Text, music, performance

Mashiyi loves the idea of a complete collection of recorded spaza hip hop songs. "Just reading through the texts isn't enough to understand the genre. I need to experience the music and the performance." A great deal from the brief history of spaza has already been lost. Audio recordings of spaza are rare – and it's constantly evolving: "It is losing its authenticity, and it is being influenced by music from other countries. Where, previously, artists wanted to give something to the people in the townships, today some see themselves as stars and want something back from their fans."

Mashiyi's Master's thesis will examine how spaza hip hop enriches the music of the region and what it can tell us about issues such as ethnicity, gender, and tradition.

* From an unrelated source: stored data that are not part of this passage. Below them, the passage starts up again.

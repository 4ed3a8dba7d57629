use anyhow::{Context, Result};
use tracing::info;

use crate::ctx::{Ctx, Operation};
use crate::pipeline::Stage;
use crate::sim::report::assemble;

pub struct Stage7Report;

impl Stage7Report {
    pub fn new() -> Self {
        Self
    }
}

impl Stage for Stage7Report {
    fn name(&self) -> &'static str {
        "stage7_report"
    }

    fn run(&self, ctx: &mut Ctx) -> Result<()> {
        if ctx.operation != Operation::Report {
            return Ok(());
        }
        let prediction = ctx.prediction.as_ref().context("prediction missing")?;
        let risk = ctx.risk.as_ref().context("risk assessment missing")?;
        let narrative = assemble(&ctx.profile, prediction, risk)?;
        info!(
            primary = narrative.recommendation.primary.id(),
            schedule = narrative.recommendation.follow_up_schedule,
            "report_ready"
        );
        ctx.narrative = Some(narrative);
        Ok(())
    }
}
use tumor_twin::sim::trajectory::{
    SURVIVAL_CEIL_PCT, SURVIVAL_FLOOR_PCT, VOLUME_FLOOR_CM3, simulate_arm,
};
use tumor_twin::sim::{HORIZON_MONTHS, SimulationParameters, TreatmentArm};

fn baseline(arm: TreatmentArm, v0: f64) -> SimulationParameters {
    SimulationParameters::baseline(arm, v0).unwrap()
}

#[test]
fn trajectory_starts_at_initial_volume_and_full_survival() {
    for arm in TreatmentArm::ALL {
        let points = simulate_arm(&baseline(arm, 2.3)).unwrap();
        assert_eq!(points.len(), HORIZON_MONTHS as usize + 1);
        assert_eq!(points[0].month, 0);
        assert_eq!(points[0].volume_cm3, 2.3);
        assert_eq!(points[0].survival_pct, 100.0);
    }
}

#[test]
fn volume_is_non_increasing_without_tweak() {
    let points = simulate_arm(&baseline(TreatmentArm::Chemo, 15.5)).unwrap();
    for win in points.windows(2) {
        assert!(win[1].volume_cm3 <= win[0].volume_cm3);
    }
}

#[test]
fn months_run_zero_through_twelve() {
    let points = simulate_arm(&baseline(TreatmentArm::Radiation, 4.0)).unwrap();
    let months: Vec<u32> = points.iter().map(|p| p.month).collect();
    assert_eq!(months, (0..=12).collect::<Vec<u32>>());
}

#[test]
fn closed_form_volume_at_month_six() {
    // 4.1 * exp(-0.18 * 6)
    let points = simulate_arm(&baseline(TreatmentArm::Combined, 4.1)).unwrap();
    assert!((points[6].volume_cm3 - 1.3923).abs() < 1e-3);
}

#[test]
fn volume_never_drops_below_floor() {
    let points = simulate_arm(&baseline(TreatmentArm::SurgeryChemo, 0.2)).unwrap();
    for p in &points {
        assert!(p.volume_cm3 >= VOLUME_FLOOR_CM3);
    }
    assert_eq!(points[12].volume_cm3, VOLUME_FLOOR_CM3);
}

#[test]
fn survival_stays_within_bounds() {
    for arm in TreatmentArm::ALL {
        let points = simulate_arm(&baseline(arm, 8.0)).unwrap();
        for p in &points {
            assert!(p.survival_pct >= SURVIVAL_FLOOR_PCT);
            assert!(p.survival_pct <= SURVIVAL_CEIL_PCT);
        }
    }
}

#[test]
fn combined_bonus_raises_survival() {
    let chemo = simulate_arm(&baseline(TreatmentArm::Chemo, 2.3)).unwrap();
    let combined = simulate_arm(&baseline(TreatmentArm::Combined, 2.3)).unwrap();
    // 100 - 2*6 = 88 vs 100 - 2*6 + 5 = 93
    assert_eq!(chemo[6].survival_pct, 88.0);
    assert_eq!(combined[6].survival_pct, 93.0);
}

#[test]
fn identical_inputs_identical_output() {
    let params = baseline(TreatmentArm::Chemo, 3.7);
    let a = simulate_arm(&params).unwrap();
    let b = simulate_arm(&params).unwrap();
    assert_eq!(a, b);
}

#[test]
fn non_positive_volume_rejected() {
    assert!(SimulationParameters::baseline(TreatmentArm::Chemo, 0.0).is_err());
    assert!(SimulationParameters::baseline(TreatmentArm::Chemo, -1.5).is_err());
}
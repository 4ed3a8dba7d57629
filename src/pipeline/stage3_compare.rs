use anyhow::Result;
use tracing::info;

use crate::ctx::{Ctx, Operation};
use crate::pipeline::Stage;
use crate::sim::compare::compare_arms;

pub struct Stage3Compare;

impl Stage3Compare {
    pub fn new() -> Self {
        Self
    }
}

impl Stage for Stage3Compare {
    fn name(&self) -> &'static str {
        "stage3_compare"
    }

    fn run(&self, ctx: &mut Ctx) -> Result<()> {
        if ctx.operation != Operation::Simulate {
            return Ok(());
        }
        let comparison = compare_arms(&ctx.trajectories[0], &ctx.trajectories[1])?;
        info!(
            recommended = comparison.outcomes[0].arm.id(),
            alternative = comparison.outcomes[1].arm.id(),
            "comparison_ready"
        );
        ctx.comparison = Some(comparison);
        Ok(())
    }
}
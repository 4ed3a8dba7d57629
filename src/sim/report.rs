//! Structured narrative report assembly.

use crate::error::TwinError;
use crate::schema::v1::PatientProfile;
use crate::sim::risk::parse_tnm;
use crate::sim::{PredictionResult, RiskAssessment, RiskLevel, TreatmentArm};

#[derive(Debug, Clone)]
pub struct Recommendation {
    pub primary: TreatmentArm,
    pub alternatives: Vec<TreatmentArm>,
    pub follow_up_schedule: &'static str,
}

#[derive(Debug, Clone)]
pub struct Report {
    pub summary: String,
    pub recommendation: Recommendation,
}

/// Compose the narrative report from already-computed outputs.
pub fn assemble(
    profile: &PatientProfile,
    prediction: &PredictionResult,
    risk: &RiskAssessment,
) -> Result<Report, TwinError> {
    let (t, _, _) = parse_tnm(profile)?;
    let ranked = rank_arms();
    let primary = ranked[0];
    let alternatives = ranked[1..].to_vec();
    let schedule = follow_up_schedule(t, risk.overall);

    let summary = summary_text(profile, prediction, risk, primary);

    Ok(Report {
        summary,
        recommendation: Recommendation {
            primary,
            alternatives,
            follow_up_schedule: schedule,
        },
    })
}

/// All arms ordered by descending treatment impact; ties fall back to
/// enum order so the ranking stays stable.
pub fn rank_arms() -> Vec<TreatmentArm> {
    let mut arms = TreatmentArm::ALL.to_vec();
    arms.sort_by(|a, b| b.treatment_impact().cmp(&a.treatment_impact()).then(a.cmp(b)));
    arms
}

/// Fixed lookup keyed by (T stage, overall risk).
pub fn follow_up_schedule(t_stage: u32, overall: RiskLevel) -> &'static str {
    match (overall, t_stage) {
        (RiskLevel::High, _) => "Monthly follow-up for 12 months",
        (RiskLevel::Medium, t) if t >= 3 => "Monthly follow-up for 12 months",
        (RiskLevel::Medium, _) => "Quarterly follow-up for 24 months",
        (RiskLevel::Low, t) if t >= 3 => "Quarterly follow-up for 24 months",
        (RiskLevel::Low, _) => "Biannual follow-up for 24 months",
    }
}

fn summary_text(
    profile: &PatientProfile,
    prediction: &PredictionResult,
    risk: &RiskAssessment,
    primary: TreatmentArm,
) -> String {
    let stage = profile.stage_tnm.as_deref().unwrap_or("unstaged");
    let final_point = prediction.trajectory.last();
    let projection = final_point
        .map(|p| {
            format!(
                " Projected tumor volume at month {} under {} is {:.2} cm3 with {:.1}% survival probability.",
                p.month,
                prediction.arm.display_label(),
                p.volume_cm3,
                p.survival_pct
            )
        })
        .unwrap_or_default();
    format!(
        "Patient {} is a {}-year-old {} with a {:.1} cm3 tumor classified as stage {}. \
         Overall risk assessment: {} risk. Recommended primary treatment: {}.{}",
        profile.patient_id,
        profile.age,
        profile.gender.as_str(),
        profile.initial_tumor_volume_cm3,
        stage,
        risk.overall.as_str(),
        primary.display_label(),
        projection
    )
}
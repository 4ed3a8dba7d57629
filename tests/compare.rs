use tumor_twin::error::TwinError;
use tumor_twin::sim::compare::compare_arms;
use tumor_twin::sim::trajectory::simulate_arm;
use tumor_twin::sim::{ArmSeries, SimulationParameters, TrajectoryPoint, TreatmentArm, perturb};

fn series(arm: TreatmentArm, tweak: u8) -> ArmSeries {
    let base = SimulationParameters::baseline(arm, 15.5).unwrap();
    let params = perturb::apply(&base, tweak).unwrap();
    ArmSeries {
        arm,
        tweaked: tweak > 0,
        points: simulate_arm(&params).unwrap(),
    }
}

#[test]
fn aligned_arms_merge_into_one_comparison() {
    let recommended = series(TreatmentArm::SurgeryChemo, 0);
    let alternative = series(TreatmentArm::Chemo, 0);
    let comparison = compare_arms(&recommended, &alternative).unwrap();
    assert_eq!(comparison.timeline.len(), 2);
    assert_eq!(comparison.outcomes.len(), 2);
    let months_a: Vec<u32> = comparison.timeline[0].points.iter().map(|p| p.month).collect();
    let months_b: Vec<u32> = comparison.timeline[1].points.iter().map(|p| p.month).collect();
    assert_eq!(months_a, months_b);
}

#[test]
fn outcomes_carry_final_survival_and_side_effects() {
    let recommended = series(TreatmentArm::SurgeryChemo, 0);
    let alternative = series(TreatmentArm::Chemo, 0);
    let comparison = compare_arms(&recommended, &alternative).unwrap();
    let rec = &comparison.outcomes[0];
    assert_eq!(rec.timeline_label, "Surgery + Chemotherapy");
    assert_eq!(rec.survival_prob, recommended.points[12].survival_pct);
    assert_eq!(rec.side_effects, "Moderate");
    let alt = &comparison.outcomes[1];
    assert_eq!(alt.side_effects, "Mild");
}

#[test]
fn tweaked_arm_label_carries_suffix() {
    let recommended = series(TreatmentArm::SurgeryChemo, 0);
    let alternative = series(TreatmentArm::Chemo, 2);
    let comparison = compare_arms(&recommended, &alternative).unwrap();
    assert_eq!(
        comparison.outcomes[1].timeline_label,
        "Chemotherapy Only (tweaked dose)"
    );
}

#[test]
fn unknown_arm_identifier_is_rejected() {
    assert_eq!(
        TreatmentArm::parse("chemo").unwrap(),
        TreatmentArm::Chemo
    );
    let err = TreatmentArm::parse("immunotherapy").unwrap_err();
    assert!(matches!(err, TwinError::NotFound(_)));
}

#[test]
fn length_mismatch_is_an_index_mismatch() {
    let recommended = series(TreatmentArm::SurgeryChemo, 0);
    let mut alternative = series(TreatmentArm::Chemo, 0);
    alternative.points.truncate(10);
    let err = compare_arms(&recommended, &alternative).unwrap_err();
    assert!(matches!(err, TwinError::IndexMismatch(_)));
}

#[test]
fn diverging_month_index_is_an_index_mismatch() {
    let recommended = series(TreatmentArm::SurgeryChemo, 0);
    let mut alternative = series(TreatmentArm::Chemo, 0);
    alternative.points[5] = TrajectoryPoint {
        month: 99,
        ..alternative.points[5].clone()
    };
    let err = compare_arms(&recommended, &alternative).unwrap_err();
    assert!(matches!(err, TwinError::IndexMismatch(_)));
}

She hopes her thesis will allow the voices of artists and also producers, agents, and audiences to be heard. She has lots of plans for her return to South Africa. Right now, however, she will be listening to Xhosa music in the AMA for a few more days. And while listening, she often just can't help jumping up from her chair. "I just have to dance to the music," she says, "even if that makes people sometimes sit up in surprise."